**Entries supplied**
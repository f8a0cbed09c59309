//! TypeScript property types for schema fields.

use crate::schema::model::{Field, FieldType, Schema};

/// TypeScript type of `field`, without the optional marker.
pub fn ts_type(field: &Field) -> String {
    match field.field_type {
        FieldType::Text | FieldType::Textarea | FieldType::Asset => "string".into(),
        FieldType::Number => "number".into(),
        FieldType::Boolean => "boolean".into(),
        FieldType::Option => match field.options.as_deref() {
            Some(options) if !options.is_empty() => options
                .iter()
                .map(|o| format!("'{}'", o.value))
                .collect::<Vec<_>>()
                .join(" | "),
            _ => "string".into(),
        },
        FieldType::Multilink => concat!(
            "{\n",
            "    url?: string\n",
            "    cached_url?: string\n",
            "    id?: string\n",
            "    email?: string\n",
            "    linktype?: string\n",
            "  }"
        )
        .into(),
        FieldType::Bloks => concat!(
            "Array<{\n",
            "    _uid: string\n",
            "    component: string\n",
            "    [key: string]: any\n",
            "  }>"
        )
        .into(),
        _ => "any".into(),
    }
}

/// `name: T` or `name?: T` for an interface body.
pub fn prop_decl(name: &str, field: &Field) -> String {
    let marker = if field.required { "" } else { "?" };
    format!("{name}{marker}: {}", ts_type(field))
}

/// Interface lines for every field, indented by two spaces.
pub(crate) fn prop_lines(schema: &Schema, with_descriptions: bool) -> Vec<String> {
    schema
        .fields
        .iter()
        .map(|(name, field)| {
            let decl = prop_decl(name, field);
            match (&field.description, with_descriptions) {
                (Some(desc), true) => format!("  {decl}  // {desc}"),
                _ => format!("  {decl}"),
            }
        })
        .collect()
}

#[cfg(test)]
mod tests {
    use super::*;
    use crate::schema::model::FieldType;

    #[test]
    fn test_scalar_types() {
        assert_eq!(ts_type(&Field::new(FieldType::Textarea)), "string");
        assert_eq!(ts_type(&Field::new(FieldType::Asset)), "string");
        assert_eq!(ts_type(&Field::new(FieldType::Number)), "number");
        assert_eq!(ts_type(&Field::new(FieldType::Richtext)), "any");
    }

    #[test]
    fn test_option_union() {
        let field = Field::new(FieldType::Option).options(&[("h2", "H2"), ("h3", "H3")]);
        assert_eq!(ts_type(&field), "'h2' | 'h3'");
        assert_eq!(ts_type(&Field::new(FieldType::Option)), "string");
    }

    #[test]
    fn test_optional_marker() {
        let field = Field::new(FieldType::Boolean).required(false);
        assert_eq!(prop_decl("show_subtext", &field), "show_subtext?: boolean");
        assert_eq!(
            prop_decl("title", &Field::new(FieldType::Text)),
            "title: string"
        );
    }

    #[test]
    fn test_bloks_shape() {
        let ty = ts_type(&Field::new(FieldType::Bloks));
        assert!(ty.starts_with("Array<{"));
        assert!(ty.contains("_uid: string"));
        assert!(ty.contains("[key: string]: any"));
    }
}
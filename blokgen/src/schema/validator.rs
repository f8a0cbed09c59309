//! Structural schema validation.
//!
//! Validation runs on the raw JSON document so that type mistakes (a string
//! `pos`, a numeric `is_root`) are reported as findings instead of decode
//! failures. Every problem is collected; nothing short-circuits except a
//! missing field map.

use std::fmt;

use serde_json::{Map, Value};

use crate::schema::{
    model::FieldType,
    store::{SchemaStore, StoreError},
};

/// One validation finding, optionally tied to a field.
#[derive(Debug, Clone, PartialEq, Eq)]
pub struct ValidationError {
    pub field: Option<String>,
    pub message: String,
}

impl ValidationError {
    fn schema(message: impl Into<String>) -> Self {
        Self {
            field: None,
            message: message.into(),
        }
    }

    fn field(field: &str, message: impl Into<String>) -> Self {
        Self {
            field: Some(field.to_string()),
            message: message.into(),
        }
    }
}

impl fmt::Display for ValidationError {
    fn fmt(&self, f: &mut fmt::Formatter<'_>) -> fmt::Result {
        match &self.field {
            Some(field) => write!(f, "[{field}] {}", self.message),
            None => f.write_str(&self.message),
        }
    }
}

/// Outcome of validating a stored schema.
#[derive(Debug, Clone, Default)]
pub struct ValidationReport {
    pub errors: Vec<ValidationError>,
}

impl ValidationReport {
    pub fn is_valid(&self) -> bool {
        self.errors.is_empty()
    }
}

fn non_empty_str(v: Option<&Value>) -> Option<&str> {
    v.and_then(Value::as_str).filter(|s| !s.is_empty())
}

/// Checks the document shape of one schema against `expected_name`.
pub fn validate(schema: &Value, expected_name: &str) -> Vec<ValidationError> {
    let mut errors = Vec::new();
    let name = schema.get("name");

    if non_empty_str(name).is_none() {
        errors.push(ValidationError::schema(r#"Schema missing "name" field"#));
    }
    if non_empty_str(schema.get("display_name")).is_none() {
        errors.push(ValidationError::schema(
            r#"Schema missing "display_name" field"#,
        ));
    }
    if name.and_then(Value::as_str) != Some(expected_name) {
        let found = match name {
            Some(Value::String(s)) => s.clone(),
            Some(other) => other.to_string(),
            None => "undefined".to_string(),
        };
        errors.push(ValidationError::schema(format!(
            r#"Schema name "{found}" does not match component name "{expected_name}""#
        )));
    }
    for flag in ["is_nestable", "is_root"] {
        if !schema.get(flag).is_some_and(Value::is_boolean) {
            errors.push(ValidationError::schema(format!(
                r#"Schema "{flag}" must be a boolean"#
            )));
        }
    }

    let Some(fields) = schema.get("schema").and_then(Value::as_object) else {
        errors.push(ValidationError::schema(
            r#"Schema missing or invalid "schema" field"#,
        ));
        return errors;
    };

    let mut positions = Vec::new();
    for (field_name, field) in fields {
        validate_field(field_name, field, &mut positions, &mut errors);
    }

    positions.sort_unstable();
    if let Some((expected, found)) = positions
        .iter()
        .enumerate()
        .find(|(i, p)| **p != *i as u64)
    {
        errors.push(ValidationError::schema(format!(
            "Field positions are not sequential. Expected {expected}, found {found}"
        )));
    }

    errors
}

fn validate_field(
    name: &str,
    field: &Value,
    positions: &mut Vec<u64>,
    errors: &mut Vec<ValidationError>,
) {
    let empty = Map::new();
    let attrs = field.as_object().unwrap_or(&empty);

    let Some(type_name) = non_empty_str(attrs.get("type")) else {
        errors.push(ValidationError::field(name, r#"Field missing "type""#));
        return;
    };
    let field_type = type_name.parse::<FieldType>().ok();
    if field_type.is_none() {
        errors.push(ValidationError::field(
            name,
            format!(
                r#"Invalid field type "{type_name}". Valid types: {}"#,
                FieldType::valid_list()
            ),
        ));
    }

    if let Some(pos) = attrs.get("pos").or_else(|| attrs.get("position")) {
        match pos.as_u64() {
            None if pos.is_number() => errors.push(ValidationError::field(
                name,
                r#"Field "pos" must be a non-negative integer"#,
            )),
            None => errors.push(ValidationError::field(name, r#"Field "pos" must be a number"#)),
            Some(p) if positions.contains(&p) => {
                errors.push(ValidationError::field(name, format!("Duplicate position {p}")))
            }
            Some(p) => positions.push(p),
        }
    }

    if attrs.get("required").is_some_and(|r| !r.is_boolean()) {
        errors.push(ValidationError::field(
            name,
            r#"Field "required" must be a boolean"#,
        ));
    }

    match field_type {
        Some(FieldType::Option) => match attrs.get("options").and_then(Value::as_array) {
            None => errors.push(ValidationError::field(
                name,
                r#"Option field must have "options" array"#,
            )),
            Some(options) => {
                for option in options {
                    let value = non_empty_str(option.get("value"));
                    let label = non_empty_str(option.get("name"));
                    if value.is_none() || label.is_none() {
                        errors.push(ValidationError::field(
                            name,
                            r#"Option must have "value" and "name""#,
                        ));
                    }
                }
            }
        },
        Some(FieldType::Bloks) => {
            let restricted = attrs
                .get("restrict_components")
                .and_then(Value::as_bool)
                .unwrap_or(false);
            let has_whitelist = attrs
                .get("component_whitelist")
                .and_then(Value::as_array)
                .is_some_and(|l| !l.is_empty());
            if restricted && !has_whitelist {
                errors.push(ValidationError::field(
                    name,
                    "Bloks field with restrict_components must have component_whitelist",
                ));
            }
        }
        _ => {}
    }
}

/// Reports whitelist entries that do not resolve in either store category.
pub fn check_nested_components(schema: &Value, store: &SchemaStore) -> Vec<ValidationError> {
    let Some(fields) = schema.get("schema").and_then(Value::as_object) else {
        return Vec::new();
    };

    let mut errors = Vec::new();
    for (field_name, field) in fields {
        if field.get("type").and_then(Value::as_str) != Some(FieldType::Bloks.as_str()) {
            continue;
        }
        let Some(whitelist) = field.get("component_whitelist").and_then(Value::as_array) else {
            continue;
        };
        for nested in whitelist.iter().filter_map(Value::as_str) {
            if !store.exists(nested) {
                errors.push(ValidationError::field(
                    field_name,
                    format!(r#"Referenced nested component "{nested}" schema not found"#),
                ));
            }
        }
    }
    errors
}

/// Loads `name` from the store and runs structural and nested checks.
///
/// Load failures are reported as a single finding.
pub fn validate_schema_file(name: &str, store: &SchemaStore) -> ValidationReport {
    let raw = match store.load_raw(name) {
        Ok(raw) => raw.value,
        Err(e @ (StoreError::NotFound { .. } | StoreError::Parse { .. })) => {
            return ValidationReport {
                errors: vec![ValidationError::schema(e.to_string())],
            };
        }
        Err(e) => {
            return ValidationReport {
                errors: vec![ValidationError::schema(format!(
                    "Could not read schema {name}.json: {e}"
                ))],
            };
        }
    };

    let mut errors = validate(&raw, name);
    errors.extend(check_nested_components(&raw, store));
    ValidationReport { errors }
}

**Task statement**
Please restate only the opening stretch of the records above: every line from the first through the one containing "by two spaces.", exactly as written.

**Exercise output**
repository f8a0cbed09c59309
//! TypeScript property types for schema fields.

use crate::schema::model::{Field, FieldType, Schema};

/// TypeScript type of `field`, without the optional marker.
pub fn ts_type(field: &Field) -> String {
    match field.field_type {
        FieldType::Text | FieldType::Textarea | FieldType::Asset => "string".into(),
        FieldType::Number => "number".into(),
        FieldType::Boolean => "boolean".into(),
        FieldType::Option => match field.options.as_deref() {
            Some(options) if !options.is_empty() => options
                .iter()
                .map(|o| format!("'{}'", o.value))
                .collect::<Vec<_>>()
                .join(" | "),
            _ => "string".into(),
        },
        FieldType::Multilink => concat!(
            "{\n",
            "    url?: string\n",
            "    cached_url?: string\n",
            "    id?: string\n",
            "    email?: string\n",
            "    linktype?: string\n",
            "  }"
        )
        .into(),
        FieldType::Bloks => concat!(
            "Array<{\n",
            "    _uid: string\n",
            "    component: string\n",
            "    [key: string]: any\n",
            "  }>"
        )
        .into(),
        _ => "any".into(),
    }
}

/// `name: T` or `name?: T` for an interface body.
pub fn prop_decl(name: &str, field: &Field) -> String {
    let marker = if field.required { "" } else { "?" };
    format!("{name}{marker}: {}", ts_type(field))
}

/// Interface lines for every field, indented by two spaces.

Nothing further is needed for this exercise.